Certainly there's more to learn than we know right now. It's silly to think there aren't major gaps in our knowledge that need to be investigated. But we know one important goal to reach for, getting the general balance of soil organisms right for the plant species desired.

Goal 2:
Get the specific set of beneficial species back in the soil. This includes bacteria, fungi, protozoa, nematodes and microarthropods. Make certain that all the beneficial organisms are present in the soil, and certainly, make sure these species are those most beneficial for the specific plant being grown. Select against those organisms that might cause or encourage disease. This can be done for root-feeding nematodes in a general sense, but not the plant-specific sense. Fine-tuning is needed. Reduction in "false starts" toward getting long-term control would be good.

For bacteria, fungi and protozoa, we don't have good ways to assess whether certain beneficial species are present or not. We don't even know which ones are most beneficial for different plant species, much less be able to pick them out of the crowd. The classic way of assessing bacterial species is to spread a soil dilution on a specific kind of medium. This means only a limited number of foods are present, and perhaps only 10% of the species in the soil can even grow. Then the plate is incubated at a certain temperature, which further limits the set of species that can grow. Incubation occurs at a certain humidity, which further limits the species that can grow. So what is the relationship between the species found on a plate and the species present in the soil? Less than, say, 0.1 to 1% reflection. We realistically know nothing about soil bacterial species based on plate counts. And which of those species are beneficial?
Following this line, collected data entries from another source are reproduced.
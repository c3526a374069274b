//! In-memory sink that keeps every measurement it receives.

use std::sync::{Mutex, MutexGuard, PoisonError};

use chrono::{DateTime, Utc};

use super::{Fields, Metric, MetricSink, Tags};

/// Collects measurements into a mutex-guarded list.
///
/// Used by tests and by hosts that post-process a cycle's output themselves.
#[derive(Debug, Default)]
pub struct MemorySink {
    metrics: Mutex<Vec<Metric>>,
}

impl MemorySink {
    pub fn new() -> Self {
        Self::default()
    }

    fn lock(&self) -> MutexGuard<'_, Vec<Metric>> {
        // A panicking producer cannot leave a half-written Vec behind.
        self.metrics.lock().unwrap_or_else(PoisonError::into_inner)
    }

    /// Number of measurements received so far.
    pub fn len(&self) -> usize {
        self.lock().len()
    }

    pub fn is_empty(&self) -> bool {
        self.lock().is_empty()
    }

    /// Returns a copy of every measurement received so far.
    pub fn metrics(&self) -> Vec<Metric> {
        self.lock().clone()
    }

    /// Returns the measurements with the given name.
    pub fn by_name(&self, name: &str) -> Vec<Metric> {
        self.lock()
            .iter()
            .filter(|m| m.name == name)
            .cloned()
            .collect()
    }

    /// Removes and returns every measurement received so far.
    pub fn drain(&self) -> Vec<Metric> {
        std::mem::take(&mut *self.lock())
    }
}

impl MetricSink for MemorySink {
    fn add_fields(
        &self,
        measurement: &str,
        fields: Fields,
        tags: Tags,
        timestamp: Option<DateTime<Utc>>,
    ) {
        self.lock().push(Metric {
            name: measurement.to_string(),
            fields,
            tags,
            timestamp,
        });
    }
}

#[cfg(test)]
mod tests {
    use super::*;

    #[test]
    fn test_memory_sink_collects_from_threads() {
        let sink = MemorySink::new();

        std::thread::scope(|s| {
            for i in 0..4 {
                let sink = &sink;
                s.spawn(move || {
                    let mut fields = Fields::new();
                    fields.insert("value".to_string(), i as f64);
                    sink.add_fields(&format!("m{}", i), fields, Tags::new(), None);
                });
            }
        });

        assert_eq!(sink.len(), 4);
        assert_eq!(sink.by_name("m2")[0].fields["value"], 2.0);
    }

    #[test]
    fn test_memory_sink_drain() {
        let sink = MemorySink::new();
        sink.add_fields("cpu", Fields::new(), Tags::new(), None);

        assert_eq!(sink.drain().len(), 1);
        assert!(sink.is_empty());
    }
}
There are a number of programs around the world trying to understand which bacterial species are most beneficial for which plants. None of those labs get the funding they deserve.
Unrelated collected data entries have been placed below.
//! Saving rendered videos to disk
//!
//! The response body is written to a uniquely named `.part` file next to
//! the destination and renamed into place once complete. [`PartFile`] owns
//! the temporary file and deletes it when dropped without being persisted,
//! so an error anywhere between creation and rename leaves nothing behind.

use futures::StreamExt;
use std::path::{Path, PathBuf};
use std::sync::Arc;
use std::time::Instant;
use tempfile::TempPath;
use tokio::fs;
use tokio::io::AsyncWriteExt;
use tracing::{debug, warn};

use super::error::{ClientError, FileOperation, Result};

/// Content type downloaded videos are tagged with
pub const VIDEO_CONTENT_TYPE: &str = "video/mp4";

/// Progress callback for video downloads
pub type ProgressCallback = Arc<dyn Fn(ProgressEvent) + Send + Sync>;

/// Events emitted while a video is downloaded
#[derive(Debug, Clone, PartialEq)]
pub enum ProgressEvent {
    DownloadStarted {
        url: String,
        total_size: Option<u64>,
    },
    DownloadProgress {
        url: String,
        downloaded: u64,
        total: Option<u64>,
        speed_bps: f64,
    },
    DownloadComplete {
        url: String,
        final_size: u64,
    },
}

/// A video saved by [`crate::VisualizerApi::download_video`]
#[derive(Debug, Clone, PartialEq)]
pub struct DownloadedVideo {
    pub path: PathBuf,
    pub size: u64,
    pub content_type: &'static str,
}

/// Temporary download file, removed on drop unless persisted
///
/// Each download stages into its own uniquely named file next to the
/// destination, so concurrent downloads of the same name never share one.
pub(crate) struct PartFile {
    file: Option<fs::File>,
    temp_path: Option<TempPath>,
    dest_path: PathBuf,
}

impl PartFile {
    pub(crate) async fn create(dest_path: &Path) -> Result<Self> {
        let parent = match dest_path.parent() {
            Some(parent) if !parent.as_os_str().is_empty() => parent,
            _ => Path::new("."),
        };
        fs::create_dir_all(parent)
            .await
            .map_err(|e| ClientError::file_system(parent, FileOperation::CreateDir, e))?;

        let prefix = match dest_path.file_name() {
            Some(name) => format!(".{}.", name.to_string_lossy()),
            None => ".download.".to_string(),
        };
        let named = tempfile::Builder::new()
            .prefix(&prefix)
            .suffix(".part")
            .tempfile_in(parent)
            .map_err(|e| ClientError::file_system(parent, FileOperation::Create, e))?;
        let (file, temp_path) = named.into_parts();

        Ok(Self {
            file: Some(fs::File::from_std(file)),
            temp_path: Some(temp_path),
            dest_path: dest_path.to_path_buf(),
        })
    }

    pub(crate) fn temp_path(&self) -> &Path {
        self.temp_path.as_deref().unwrap_or(&self.dest_path)
    }

    pub(crate) async fn write(&mut self, chunk: &[u8]) -> Result<()> {
        let temp_path = self.temp_path.as_deref().unwrap_or(&self.dest_path);
        let Some(file) = self.file.as_mut() else {
            return Err(ClientError::file_system(
                temp_path,
                FileOperation::Write,
                std::io::Error::new(std::io::ErrorKind::Other, "part file already closed"),
            ));
        };

        file.write_all(chunk)
            .await
            .map_err(|e| ClientError::file_system(temp_path, FileOperation::Write, e))
    }

    /// Flush, sync and rename the file to its destination
    pub(crate) async fn persist(mut self) -> Result<PathBuf> {
        if let Some(mut file) = self.file.take() {
            file.flush()
                .await
                .map_err(|e| ClientError::file_system(self.temp_path(), FileOperation::Write, e))?;
            file.sync_all()
                .await
                .map_err(|e| ClientError::file_system(self.temp_path(), FileOperation::Write, e))?;
        }

        if let Some(temp_path) = self.temp_path.take() {
            let staged = temp_path.to_path_buf();
            // On failure the returned TempPath is dropped, which removes the file
            temp_path
                .persist(&self.dest_path)
                .map_err(|e| ClientError::file_system(&staged, FileOperation::Move, e.error))?;
            debug!("Renamed {} to {}", staged.display(), self.dest_path.display());
        }

        Ok(self.dest_path.clone())
    }
}

impl Drop for PartFile {
    fn drop(&mut self) {
        // Close the handle before unlinking
        self.file.take();

        let Some(temp_path) = self.temp_path.take() else {
            return;
        };
        let staged = temp_path.to_path_buf();
        match temp_path.close() {
            Ok(()) => debug!("Removed incomplete download {}", staged.display()),
            Err(e) if e.kind() == std::io::ErrorKind::NotFound => {}
            Err(e) => warn!("Failed to remove {}: {}", staged.display(), e),
        }
    }
}

/// File name a download is saved under inside the destination directory
///
/// Only the final path component is used, so a name can never escape the
/// destination directory.
pub(crate) fn local_file_name(filename: &str) -> Result<&str> {
    Path::new(filename)
        .file_name()
        .and_then(|name| name.to_str())
        .filter(|name| *name == filename)
        .ok_or_else(|| ClientError::Configuration {
            message: format!("'{}' is not a plain file name", filename),
            field: Some("filename".to_string()),
            suggestion: Some("Pass the name returned by generate-video, e.g. video.mp4".to_string()),
        })
}

/// Stream a successful response body into `dest_path`
pub(crate) async fn save_response(
    response: reqwest::Response,
    dest_path: &Path,
    progress_callback: Option<ProgressCallback>,
) -> Result<u64> {
    let url = response.url().to_string();
    let total_size = response.content_length();

    if let Some(ref callback) = progress_callback {
        callback(ProgressEvent::DownloadStarted {
            url: url.clone(),
            total_size,
        });
    }

    let mut part = PartFile::create(dest_path).await?;
    debug!("Streaming {} into {}", url, part.temp_path().display());

    let mut stream = response.bytes_stream();
    let mut downloaded = 0u64;
    let start_time = Instant::now();
    let mut last_progress_time = start_time;

    while let Some(chunk_result) = stream.next().await {
        let chunk = chunk_result.map_err(|source| ClientError::HttpRequest {
            url: url.clone(),
            source,
        })?;

        part.write(&chunk).await?;
        downloaded += chunk.len() as u64;

        // Report progress at most every 100ms
        let now = Instant::now();
        if now.duration_since(last_progress_time).as_millis() >= 100 {
            if let Some(ref callback) = progress_callback {
                let elapsed = start_time.elapsed().as_secs_f64();
                let speed_bps = if elapsed > 0.0 { downloaded as f64 / elapsed } else { 0.0 };
                callback(ProgressEvent::DownloadProgress {
                    url: url.clone(),
                    downloaded,
                    total: total_size,
                    speed_bps,
                });
            }
            last_progress_time = now;
        }
    }

    part.persist().await?;

    if let Some(ref callback) = progress_callback {
        callback(ProgressEvent::DownloadComplete {
            url,
            final_size: downloaded,
        });
    }

    Ok(downloaded)
}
Molecular approaches are the only way to understand the full set of bacterial, and fungal for that matter, species in soil. Estimates of bacterial species diversity in soil suggest that in a typical gram of agricultural soil that there are 10,000 to 15,000 species of bacteria present (Tiedje and Klug, Center for Microbial Ecology, Michigan State University). Forest soils have even more species, maybe upwards of 40,000 species per teaspoon. Which ones are beneficial? Which ones are beneficial for plant species A, but detrimental for plant species B? We have barely an inkling of information about this diversity.

Right now, at the cost of several thousand dollars per soil sample, we can begin to assess the whole bacterial community present. It takes months to perform this assessment as well. Clearly, we need to push the USDA to encourage development of this ability, but it is not practically available yet. So, we'll leave that to the future. Let's get going on Goal 1, and by the time the molecular methods are available at a decent price, Goal 1 will be achieved, and we'll be ready to work on Goal 2.